捏造の証拠は枚挙にいとまがありません。たとえばシナイ写本のルカ11:2−4の“主の祈り”は、現在私たちに媒介的に届けられている、何世紀にも渡る“神感”の訂正を受けたバージョンとは根本的に異なっているのです。キリスト教の写本において最古の写本であるルカ11:2−4からは以下のように見て取ることが出来ます:
“父よ、御名が崇められますように。御国が来ますように。みこころが天に行われるとおり、地にも行われますように。わたしたちに必要な糧を毎日与えてください。わたしたちの罪を赦してください、わたしたちも自分に負い目のある人を皆赦しますから。わたしたちを誘惑に遭わせないでください。”

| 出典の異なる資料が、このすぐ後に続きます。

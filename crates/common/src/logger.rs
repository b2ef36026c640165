use crate::error::CordChatError;
use std::path::Path;
use tracing::Level;
use tracing_subscriber::{
    fmt,
    layer::SubscriberExt,
    util::SubscriberInitExt,
    EnvFilter, Layer,
};

/// Log file written inside the configured log directory
pub const LOG_FILE_NAME: &str = "cordchat.log";

/// Install the server subscriber: colored console output plus a plain-text
/// `cordchat.log` appended inside `log_dir`
///
/// `log_level` is used unless `RUST_LOG` is set.
pub fn setup_logging(log_dir: &Path, log_level: &str) -> Result<(), CordChatError> {
    if !log_dir.exists() {
        std::fs::create_dir_all(log_dir).map_err(|e| {
            CordChatError::config(format!(
                "Failed to create log directory {}: {}",
                log_dir.display(),
                e
            ))
        })?;
    }

    let log_file_path = log_dir.join(LOG_FILE_NAME);
    let log_file = std::fs::OpenOptions::new()
        .create(true)
        .append(true)
        .open(&log_file_path)
        .map_err(|e| {
            CordChatError::config(format!(
                "Failed to open log file {}: {}",
                log_file_path.display(),
                e
            ))
        })?;

    let console_layer = fmt::layer()
        .with_target(true)
        .with_filter(build_filter(log_level));

    let file_layer = fmt::layer()
        .with_writer(log_file)
        .with_target(true)
        .with_thread_ids(true)
        .with_line_number(true)
        .with_ansi(false)
        .with_filter(build_filter(log_level));

    tracing_subscriber::registry()
        .with(console_layer)
        .with(file_layer)
        .try_init()
        .map_err(|e| CordChatError::config(format!("Failed to initialize logging: {}", e)))?;

    tracing::info!(
        "Logging initialized: level={}, log_file={}",
        log_level,
        log_file_path.display()
    );

    Ok(())
}

/// Simple logging setup (console only, stderr)
///
/// For one-shot CLI commands whose stdout is the actual output
pub fn setup_console_logging(log_level: &str) -> Result<(), CordChatError> {
    tracing_subscriber::fmt()
        .with_target(false)
        .with_writer(std::io::stderr)
        .with_env_filter(build_filter(log_level))
        .try_init()
        .map_err(|e| CordChatError::config(format!("Failed to initialize logging: {}", e)))?;

    tracing::debug!("Console logging initialized: level={}", log_level);

    Ok(())
}

/// `RUST_LOG` wins over the configured level
fn build_filter(log_level: &str) -> EnvFilter {
    EnvFilter::try_from_default_env()
        .unwrap_or_else(|_| EnvFilter::new(parse_log_level(log_level).as_str().to_lowercase()))
}

/// Parse string to tracing Level
pub fn parse_log_level(level: &str) -> Level {
    match level.to_lowercase().as_str() {
        "trace" => Level::TRACE,
        "debug" => Level::DEBUG,
        "info" => Level::INFO,
        "warn" | "warning" => Level::WARN,
        "error" => Level::ERROR,
        _ => {
            eprintln!("Invalid log level '{}', defaulting to INFO", level);
            Level::INFO
        }
    }
}

#[cfg(test)]
mod tests {
    use super::*;

    #[test]
    fn test_parse_log_level() {
        assert_eq!(parse_log_level("trace"), Level::TRACE);
        assert_eq!(parse_log_level("debug"), Level::DEBUG);
        assert_eq!(parse_log_level("info"), Level::INFO);
        assert_eq!(parse_log_level("warn"), Level::WARN);
        assert_eq!(parse_log_level("error"), Level::ERROR);
        assert_eq!(parse_log_level("invalid"), Level::INFO);
    }

    #[test]
    fn test_parse_log_level_case_insensitive() {
        assert_eq!(parse_log_level("INFO"), Level::INFO);
        assert_eq!(parse_log_level("WARNING"), Level::WARN);
    }

    #[test]
    fn test_setup_logging_creates_log_file() {
        let dir = tempfile::tempdir().unwrap();
        let log_dir = dir.path().join("logs");

        // A global subscriber may already be installed by another test
        let _ = setup_logging(&log_dir, "debug");
        assert!(log_dir.join(LOG_FILE_NAME).exists());
    }
}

さらに、ヴァチカン写本はシナイ写本同様に、キリスト教学者らによって深い畏敬の念をもたれている古代写本です。これらふたつの4世紀写本は共に、現在発見されているなかでも最古の写本であるとされています。ヴァチカン写本の中でのルカ11:2−4は、シナイ写本のそれよりもさらに短くなっています。そのバージョンでは“みこころが天に行われるとおり、地にも行われますように。”というくだりが欠落しています。
では、これらの“食い違い”に関する教会による公式の見解は一体どのようなものだったのでしょうか?教会はこうした状況にどう反応したのでしょうか?彼らはキリスト教文学の大学者らを総結集させ、教会の所有していた古代キリスト教の写本を共同で研究し、何が真の神の言葉であるかということに合意したのでしょうか?
それとも直ちに写本の複製をつくってキリスト教世界に配布し、何が改変されなかった神の言葉であるかに関し、他の意見を聞くということを試みたのでしょうか?・・・残念ながら、どちらも答えは「いいえ」なのです。